WHAT TO WORK ON.
Return each line of the entries that holds the string "JoinHandle".

>>>>

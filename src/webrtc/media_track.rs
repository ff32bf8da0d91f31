//! Inbound media tracks
//!
//! Wraps a remote track as a recording packet source and drives the
//! periodic keyframe requests sent back to the publisher.

use crate::recording::{PacketSource, ReadError};
use async_trait::async_trait;
use log::{debug, trace};
use std::future::Future;
use std::sync::Arc;
use std::time::Duration;
use tokio::sync::oneshot;
use tokio::task::JoinHandle;
use tokio::time::{interval_at, Instant};
use webrtc::interceptor;
use webrtc::rtp::packet::Packet;
use webrtc::rtp_transceiver::rtp_codec::RTPCodecType;
use webrtc::track::track_remote::TrackRemote;
use webrtc::util;

/// What a session needs to know about a bound track
pub trait RemoteTrack: Send + Sync + 'static {
    fn ssrc(&self) -> u32;

    fn is_video(&self) -> bool;
}

/// Remote track received from the browser
pub struct InboundTrack {
    track: Arc<TrackRemote>,
}

impl InboundTrack {
    pub fn new(track: Arc<TrackRemote>) -> Self {
        Self { track }
    }

    pub fn kind(&self) -> RTPCodecType {
        self.track.kind()
    }
}

impl RemoteTrack for InboundTrack {
    fn ssrc(&self) -> u32 {
        self.track.ssrc()
    }

    fn is_video(&self) -> bool {
        self.kind() == RTPCodecType::Video
    }
}

#[async_trait]
impl PacketSource for InboundTrack {
    async fn read_packet(&self) -> Result<Packet, ReadError> {
        match self.track.read_rtp().await {
            Ok((packet, _attributes)) => {
                trace!(
                    "RTP seq={} ts={} len={}",
                    packet.header.sequence_number,
                    packet.header.timestamp,
                    packet.payload.len()
                );
                Ok(packet)
            }
            Err(e) => Err(classify_read_error(&e)),
        }
    }

    fn mime_type(&self) -> String {
        self.track.codec().capability.mime_type
    }
}

/// Map a track read failure to end-of-stream or a transient error.
///
/// The receiver reports shutdown as a closed pipe, a dropped receiver or a
/// closed buffer, the last possibly wrapped by the interceptor chain.
pub fn classify_read_error(error: &webrtc::Error) -> ReadError {
    match error {
        webrtc::Error::ErrClosedPipe
        | webrtc::Error::ErrRTPReceiverNil
        | webrtc::Error::Util(util::Error::ErrBufferClosed)
        | webrtc::Error::Interceptor(interceptor::Error::Util(util::Error::ErrBufferClosed)) => {
            ReadError::EndOfStream
        }
        other => ReadError::Transient(other.to_string()),
    }
}

/// Periodic keyframe request task owned by a session
pub struct KeyframeRequester {
    stop: Option<oneshot::Sender<()>>,
    handle: JoinHandle<()>,
}

impl KeyframeRequester {
    /// Call `send` every `period`, first after one full period.
    /// A failed send ends the task.
    pub fn spawn<F, Fut>(label: String, period: Duration, mut send: F) -> Self
    where
        F: FnMut() -> Fut + Send + 'static,
        Fut: Future<Output = Result<(), String>> + Send + 'static,
    {
        let (stop_tx, mut stop_rx) = oneshot::channel::<()>();
        let handle = tokio::spawn(async move {
            let mut ticker = interval_at(Instant::now() + period, period);
            loop {
                tokio::select! {
                    _ = &mut stop_rx => break,
                    _ = ticker.tick() => {
                        if let Err(e) = send().await {
                            debug!("Keyframe requests for {} stopped: {}", label, e);
                            break;
                        }
                        trace!("Keyframe requested for {}", label);
                    }
                }
            }
        });

        Self {
            stop: Some(stop_tx),
            handle,
        }
    }

    pub fn stop(&mut self) {
        if let Some(tx) = self.stop.take() {
            let _ = tx.send(());
        }
    }

    pub fn is_finished(&self) -> bool {
        self.handle.is_finished()
    }
}

impl Drop for KeyframeRequester {
    fn drop(&mut self) {
        self.stop();
        self.handle.abort();
    }
}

<<<<

ANSWER BOX.
use tokio::task::JoinHandle;
    handle: JoinHandle<()>,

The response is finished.